Пьер Мустье - Вполне современное преступление
Сейчас-то я знаю, что общество плюет на нас, стариков. Мы имеем право на ободряющие речи, на определенный уровень пенсии. Ровно двадцать минут в году по телевизору растроганно говорят о нашей участи и полчаса в неделю — о вымирающих видах животных. Потому что наше выживание оскорбляет хороший вкус. Но довольно! Речь моя впереди. Мне просто необходимо было выдавить все это на бумагу, так нажимают на гнойник, чтобы оттуда брызнула сукровица.
II
Было это 25 апреля 1973 года, в среду. С тех пор прошло два года пять месяцев и двадцать один день. Обычно, выйдя из кино, мы с Катрин шли молча, спешили поскорее попасть в метро, поскольку наши мнения о фильме неизменно расходились и никто не решался заговорить первым. Но в тот вечер я сжимал ладонь Катрин в своей руке и то и дело останавливался, словно желая придать пылу нашим рассуждениям, найти нужный тон. В кои-то веки мы были единодушны в оценке фильма — мы смотрели «Земляничную поляну» Ингмара Бергмана, — и Катрин не только не проявляла присущего ей духа противоречия, но, напротив, неустанно подогревала мои восторженные речи. И я готов был признать за ней все на свете достоинства, она казалась мне просто очаровательной без шляпки, с непокрытой головой. Мой облысевший череп прикрывала мягкая шляпа, из-под которой выбивался негустой венчик волос. Тротуар на улице Севр еще не просох после дождя, но под фонарями уже клубился сухой воздух, там со скоростью электронов из учебных фильмов кружила мошкара. Весной Париж наполнен запахом мела и тополиной листвы. Таким милосердным для стариков запахом. Пальцы мои сжимали ладонь Катрин, и, шагая, я старался держаться прямо, тянулся во весь свой небольшой рост.
Было примерно около полуночи, когда мы спустились в метро, на станцию Дюрок. Платформа была пустынна, только на скамейке развалился пьяный, да стоял с чемоданом в руке вьетнамец. На противоположной платформе ни души. Меня охватило какое-то тревожное чувство, видимо, после уличного оживления тишина, залегшая под выложенными плиткой сводами, казалась враждебной, а запах дезинфекции наводил на мысль о захолустном банном заведении.
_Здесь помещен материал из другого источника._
impl<C: ChainClient + ?Sized> Scheduler<C> {
    pub fn new(
        config: AppConfig,
        chain: Arc<C>,
        signer: Arc<dyn Signer + Send + Sync>,
        oracle: Arc<PriceOracle>,
        aggregator: Arc<dyn AggregatorClient>,
        strategy: Arc<dyn StrategySignal>,
        audit: AuditWriter,
    ) -> Self {
        let rungs = to_exec_rungs(&config.slippage_ladder);
        let ladder = AttemptLadder::new(rungs, config.max_slippage_bps);

        let executor = TxExecutor::new(
            chain.clone(),
            signer,
            TxExecutorConfig {
                confirm_timeout: Duration::from_secs(config.confirm_timeout_s),
                poll_interval: Duration::from_millis(500),
                dry_run: config.dry_run,
            },
        );
        let reconciler = Reconciler::new(
            chain.clone(),
            ReconcilerConfig {
                settle_delay: Duration::from_secs(3),
                tolerance_pct: config.reconcile_tolerance_pct,
            },
        );
        let coordinator = ExecutionCoordinator::new(
            aggregator,
            Arc::new(executor),
            Arc::new(reconciler),
            ladder,
            config.max_price_impact_bps,
            config.wallet_address.clone(),
        );
        let state_machine = PairStateMachine::new(LadderPolicy {
            failure_threshold: config.failure_threshold,
            failure_cooldown: chrono::Duration::seconds(config.failure_cooldown_s as i64),
        });

        Self {
            config,
            chain,
            oracle,
            strategy,
            state_machine,
            coordinator,
            audit,
            run_id: Uuid::new_v4(),
            engine_state: EngineState::Running,
            tick_seq: 0,
            consecutive_errors: 0,
        }
    }

    pub fn engine_state(&self) -> EngineState {
        self.engine_state
    }

    pub fn set_exit_only_mode(&mut self, on: bool) {
        self.state_machine.set_exit_only_mode(on);
    }

    /// Direct access to the pair state machine for scenario tests that need
    /// to seed a position before driving a tick, without duplicating the
    /// coordinator's own transition logic.
    #[cfg(feature = "testkit")]
    pub fn state_machine_for_test(&mut self) -> &mut PairStateMachine {
        &mut self.state_machine
    }

    /// Runs exactly one tick. Caller owns the sleep-between-ticks interval
    /// and the "skip tick if previous still running" property follows
    /// naturally from `&mut self` + sequential `.await` — two ticks can never
    /// run concurrently against the same `Scheduler`.
    pub async fn run_tick(&mut self) -> anyhow::Result<()> {
        self.tick_seq += 1;
        let tick_seq = self.tick_seq;
        let now = Utc::now();

        if !self.engine_state.is_running() {
            self.record_all(tick_seq, WhyNotReason::EnginePaused, now, None);
            return Ok(());
        }

        if !self.check_reserve(tick_seq, now).await {
            return Ok(());
        }

        let prices = match self.refresh_prices(tick_seq, now).await {
            Some(p) => p,
            None => return Ok(()),
        };
        self.engine_state = EngineState::Running;

        for pair in self.config.pairs.clone() {
            self.resolve_unknown_for(&pair, Side::Buy, now).await;
            self.resolve_unknown_for(&pair, Side::Sell, now).await;
        }

        // Exits always precede entries; this ordering must never change.
        self.run_exits_pass(tick_seq, now, &prices).await;
        self.run_entries_pass(tick_seq, now, &prices).await;

        if self.consecutive_errors >= self.config.max_consecutive_errors {
            self.engine_state = EngineState::PausedExecErrors;
            self.record_all(tick_seq, WhyNotReason::ConsecutiveErrors, now, None);
        }

        Ok(())
    }

    async fn check_reserve(&mut self, tick_seq: u64, now: DateTime<Utc>) -> bool {
        let lamports = match self.chain.get_native_balance().await {
            Ok(v) => v,
            Err(e) => {
                tracing::warn!(error = %e, "failed to fetch native balance, treating as below reserve");
                self.engine_state = EngineState::PausedSolReserve;
                self.record_all(tick_seq, WhyNotReason::SolReserveLow, now, Some(e.to_string()));
                return false;
            }
        };
        let reserve_lamports = (self.config.min_sol_reserve * LAMPORTS_PER_SOL) as i64;
        if lamports < reserve_lamports {
            self.engine_state = EngineState::PausedSolReserve;
            self.record_all(tick_seq, WhyNotReason::SolReserveLow, now, Some(format!("lamports={lamports} reserve={reserve_lamports}")));
            return false;
        }
        true
    }

    async fn refresh_prices(&mut self, tick_seq: u64, now: DateTime<Utc>) -> Option<BTreeMap<String, PricePoint>> {
        let mut prices = BTreeMap::new();
        let mut any_invalid = false;

        for pair in self.config.pairs.clone() {
            match self.oracle.get_price(&pair, now).await {
                PriceOutcome::Fresh(point) => {
                    self.strategy.on_price(&pair.identity(), &point).await;
                    prices.insert(pair.identity(), point);
                }
                PriceOutcome::Stale { reason, .. } => {
                    any_invalid = true;
                    self.record(pair.identity(), tick_seq, WhyNotReason::PriceStale, now, Some(reason));
                }
                PriceOutcome::Unavailable { reason } => {
                    any_invalid = true;
                    self.record(pair.identity(), tick_seq, WhyNotReason::PriceFetchFailed, now, Some(reason));
                }
            }
        }

        if any_invalid {
            self.engine_state = EngineState::PausedPriceFeed;
            return None;
        }
        Some(prices)
    }

    async fn resolve_unknown_for(&mut self, pair: &Pair, side: Side, now: DateTime<Utc>) {
        let identity = pair.identity();
        let handle = match side {
            Side::Buy => self.state_machine.state_of(&identity).inflight_buy_id,
            Side::Sell => self.state_machine.state_of(&identity).inflight_sell_id,
        };
        let signature = match handle {
            Some(InflightHandle::Signature(sig)) => sig,
            _ => return,
        };

        let status = match self.chain.get_signature_status(&signature).await {
            Ok(Some(s)) => s,
            Ok(None) => return,
            Err(e) => {
                tracing::debug!(%signature, error = %e, "resolve-unknown poll failed, leaving inflight");
                return;
            }
        };

        let pending = self.state_machine.pending_intent(&identity, side);

        if let Some(err) = status.err {
            let kind = classify_failure(&err);
            tracing::info!(%signature, ?kind, "resolve-unknown: signature landed with error");
            self.state_machine.clear_inflight(&identity, side);
            self.state_machine.apply_outcome(&identity, side, &signature, rex_schemas::TxOutcome::Failure, None, None, now);
            return;
        }

        if !matches!(status.confirmation_status, rex_chain::ConfirmationStatus::Confirmed | rex_chain::ConfirmationStatus::Finalized) {
            return;
        }

        tracing::info!(%signature, "resolve-unknown: signature confirmed");
        let (entry_price, size_base) = match (side, pending) {
            (Side::Buy, Some(intent)) => self.confirmed_buy_fields(pair, &intent).await,
            _ => (None, None),
        };
        self.state_machine.clear_inflight(&identity, side);
        self.state_machine.apply_outcome(&identity, side, &signature, rex_schemas::TxOutcome::Success, entry_price, size_base, now);
    }

    /// A signature that only just confirmed via `get_signature_status` still
    /// needs its fill re-read from chain, the same way a reconciled UNKNOWN
    /// does — the originally requested amount can differ from what actually
    /// landed. Re-reads the current token/quote balances and diffs them
    /// against the intent's pre-submit snapshot rather than trusting
    /// `expected_base_delta`.
    async fn confirmed_buy_fields(&self, pair: &Pair, intent: &InflightIntent) -> (Option<f64>, Option<i64>) {
        let post_token = match self.chain.get_token_balance(&pair.base_mint).await {
            Ok(v) => v,
            Err(e) => {
                tracing::warn!(error = %e, "resolve-unknown: failed to read post-fill token balance");
                return (None, None);
            }
        };
        let post_quote = match self.chain.get_token_balance(&pair.quote_mint).await {
            Ok(v) => v,
            Err(e) => {
                tracing::warn!(error = %e, "resolve-unknown: failed to read post-fill quote balance");
                return (None, None);
            }
        };

        let base_delta = post_token - intent.pre_balance_token;
        let quote_delta = post_quote - intent.pre_balance_quote;
        if base_delta <= 0 {
            return (None, None);
        }

        let base_scaled = base_delta as f64 / 10f64.powi(pair.base_decimals as i32);
        let quote_scaled = quote_delta.unsigned_abs() as f64 / 10f64.powi(pair.quote_decimals as i32);
        let entry_price = if base_scaled > 0.0 { Some(quote_scaled / base_scaled) } else { None };
        (entry_price, Some(base_delta))
    }

    async fn run_exits_pass(&mut self, tick_seq: u64, now: DateTime<Utc>, prices: &BTreeMap<String, PricePoint>) {
        for pair in self.config.pairs.clone() {
            let identity = pair.identity();
            if self.state_machine.can_exit(&identity, now).is_err() {
                continue;
            }
            let price = match prices.get(&identity) {
                Some(p) => p.clone(),
                None => continue,
            };
            match self.strategy.exit_signal(&identity, &price).await {
                Some(reason) => {
                    let size = self.state_machine.state_of(&identity).size_base.unwrap_or(0).max(0) as u64;
                    let outcome = self
                        .coordinator
                        .execute_intent(&mut self.state_machine, &pair, Side::Sell, size, &self.chain)
                        .await;
                    self.handle_outcome(&identity, tick_seq, now, outcome, Some(reason));
                }
                None => {
                    self.record(identity, tick_seq, WhyNotReason::SignalFlat, now, None);
                }
            }
        }
    }

    async fn run_entries_pass(&mut self, tick_seq: u64, now: DateTime<Utc>, prices: &BTreeMap<String, PricePoint>) {
        for pair in self.config.pairs.clone() {
            let identity = pair.identity();
            if let Err(reason) = self.state_machine.can_enter(&identity, now) {
                let why_reason = if reason == "exit_only_mode" || reason.starts_with("position_already_open") {
                    WhyNotReason::PositionAlreadyOpen
                } else {
                    WhyNotReason::TradeInflight
                };
                self.record(identity, tick_seq, why_reason, now, Some(reason));
                continue;
            }

            let signal = self.strategy.entry_signal(&identity).await;
            if signal != Signal::Long {
                self.record(identity, tick_seq, WhyNotReason::SignalFlat, now, None);
                continue;
            }

            let price = match prices.get(&identity) {
                Some(p) => p.clone(),
                None => continue,
            };
            let equity_lamports = self.chain.get_native_balance().await.unwrap_or(0) as f64;
            let size = self.strategy.size_trade(&identity, equity_lamports, price.price).await;
            if size <= 0 {
                self.record(identity, tick_seq, WhyNotReason::InsufficientHistory, now, None);
                continue;
            }

            let outcome = self
                .coordinator
                .execute_intent(&mut self.state_machine, &pair, Side::Buy, size as u64, &self.chain)
                .await;
            self.handle_outcome(&identity, tick_seq, now, outcome, None);
        }
    }

    fn handle_outcome(&mut self, pair_identity: &str, tick_seq: u64, now: DateTime<Utc>, outcome: CoordinatorOutcome, exit_reason: Option<String>) {
        match outcome {
            CoordinatorOutcome::Success => {
                self.consecutive_errors = 0;
                let detail = exit_reason.unwrap_or_else(|| "trade_executed".to_string());
                self.record(pair_identity.to_string(), tick_seq, WhyNotReason::TradeExecuted, now, Some(detail));
            }
            CoordinatorOutcome::Failure(kind) => {
                self.consecutive_errors += 1;
                self.record(pair_identity.to_string(), tick_seq, WhyNotReason::TxFailed, now, Some(kind.to_string()));
            }
            CoordinatorOutcome::Unknown => {
                self.record(pair_identity.to_string(), tick_seq, WhyNotReason::TradeInflight, now, Some("unresolved".to_string()));
            }
        }
    }

    /// Drains open positions toward FLAT, SOL last, skipping any pair still
    /// inflight. Called once at shutdown after `exit_only_mode` is set.
    pub async fn flatten_all(&mut self) {
        let now = Utc::now();
        let lamports = self.chain.get_native_balance().await.unwrap_or(0);
        let reserve_lamports = (self.config.min_sol_reserve * LAMPORTS_PER_SOL) as i64;

        let mut pairs = self.config.pairs.clone();
        pairs.sort_by_key(|p| p.base_symbol == "SOL");

        for pair in pairs {
            let identity = pair.identity();
            if pair.base_symbol == "SOL" && lamports <= reserve_lamports {
                tracing::warn!(pair = %identity, "skipping SOL exit at shutdown: at or below reserve");
                self.record(identity, self.tick_seq, WhyNotReason::SolReserveLow, now, Some("flatten_all_skip".to_string()));
                continue;
            }
            if self.state_machine.can_exit(&identity, now).is_err() {
                continue;
            }
            let size = self.state_machine.state_of(&identity).size_base.unwrap_or(0).max(0) as u64;
            if size == 0 {
                continue;
            }
            let outcome = self
                .coordinator
                .execute_intent(&mut self.state_machine, &pair, Side::Sell, size, &self.chain)
                .await;
            self.handle_outcome(&identity, self.tick_seq, now, outcome, Some("flatten_all".to_string()));
        }
    }

    fn record(&mut self, pair_identity: impl Into<String>, tick_seq: u64, reason: WhyNotReason, ts: DateTime<Utc>, detail: Option<String>) {
        let mut why = WhyNot::new(pair_identity, tick_seq, reason, ts);
        if let Some(d) = detail {
            why = why.with_detail(d);
        }
        if let Err(e) = record_why_not(&mut self.audit, self.run_id, &why) {
            tracing::error!(error = %e, "failed to append audit record");
        }
    }

    fn record_all(&mut self, tick_seq: u64, reason: WhyNotReason, ts: DateTime<Utc>, detail: Option<String>) {
        for pair in self.config.pairs.clone() {
            self.record(pair.identity(), tick_seq, reason, ts, detail.clone());
        }
    }
}
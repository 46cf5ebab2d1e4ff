//! Layered YAML configuration loading, canonicalization, and hashing.
//!
//! Mirrors this codebase's existing config-loading discipline: later layers
//! (e.g. environment overrides, pair bounds, runtime tuning) deep-merge over
//! earlier ones, the merged document is canonicalized (recursively sorted
//! object keys) before hashing so the same logical config always produces
//! the same `config_hash` regardless of source key order, and the result is
//! deserialized into a strongly-typed, validated [`AppConfig`].

pub mod app_config;
pub mod layered;

pub use app_config::{AppConfig, LadderRung, PriorityFee};
pub use layered::{load_layered_yaml, LoadedConfig};

use anyhow::Result;

/// Loads layered YAML config files and parses the result into a validated
/// [`AppConfig`] in one step. This is the entry point the CLI's `run` and
/// `dry-run` subcommands use.
pub fn load_app_config(paths: &[&str]) -> Result<(AppConfig, LoadedConfig)> {
    let loaded = load_layered_yaml(paths)?;
    let app_config = AppConfig::from_canonical_json(&loaded.config_json)?;
    Ok((app_config, loaded))
}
— Местечко не из веселых, — сказал я, стараясь говорить шутливым тоном.
Катрин сразу же возразила, что любит Париж, а метро часть Парижа. Значит, ей и метро нравится. В этих словах снова проявился обычный ее дух противоречия, но меня это ничуть не раздосадовало. Мне кажется даже, что ее ответ доставил мне удовольствие. Катрин была права. Нам повезло: прожив столько лет в провинции, мы наконец-то перебрались в Париж. В Париж, где можно каждый вечер куда-нибудь ходить, не возбуждая завистливого любопытства соседей; можно смотреть недублированные фильмы и старые классические картины, вроде «Земляничной поляны», в каком-нибудь маленьком кинотеатре квартала, в «Студии Бернара», к примеру. Заведение это вполне нас устраивало по многим причинам: выбор фильмов здесь не был продиктован коммерческими соображениями, а завсегдатаи, казалось нам, воплощали дух времени, к тому же довольно убогая обстановка второразрядного кинотеатра вполне соответствовала нашим демократическим вкусам. Случалось нам посещать и театр — но не чаще раза в месяц, — если бывали места в первые ряды партера, между вторым и седьмым рядом; Катрин считала, что лучше совсем не смотреть спектакль, чем скряжничать на билетах. Мы не пропускали ни одной выставки, прежде всего потому, что живопись мое хобби, а еще — чтобы позлить моего шурина, воображавшего, что все-то он на свете знает, все-то повидал. Катрин рассказывала, что, когда Роберу было всего семь лет, он заучивал наизусть разные ученые слова, названия научных трудов и вставлял их в разговор, изображая из себя этакого начитанного, неслыханно развитого для своих лет мальчика.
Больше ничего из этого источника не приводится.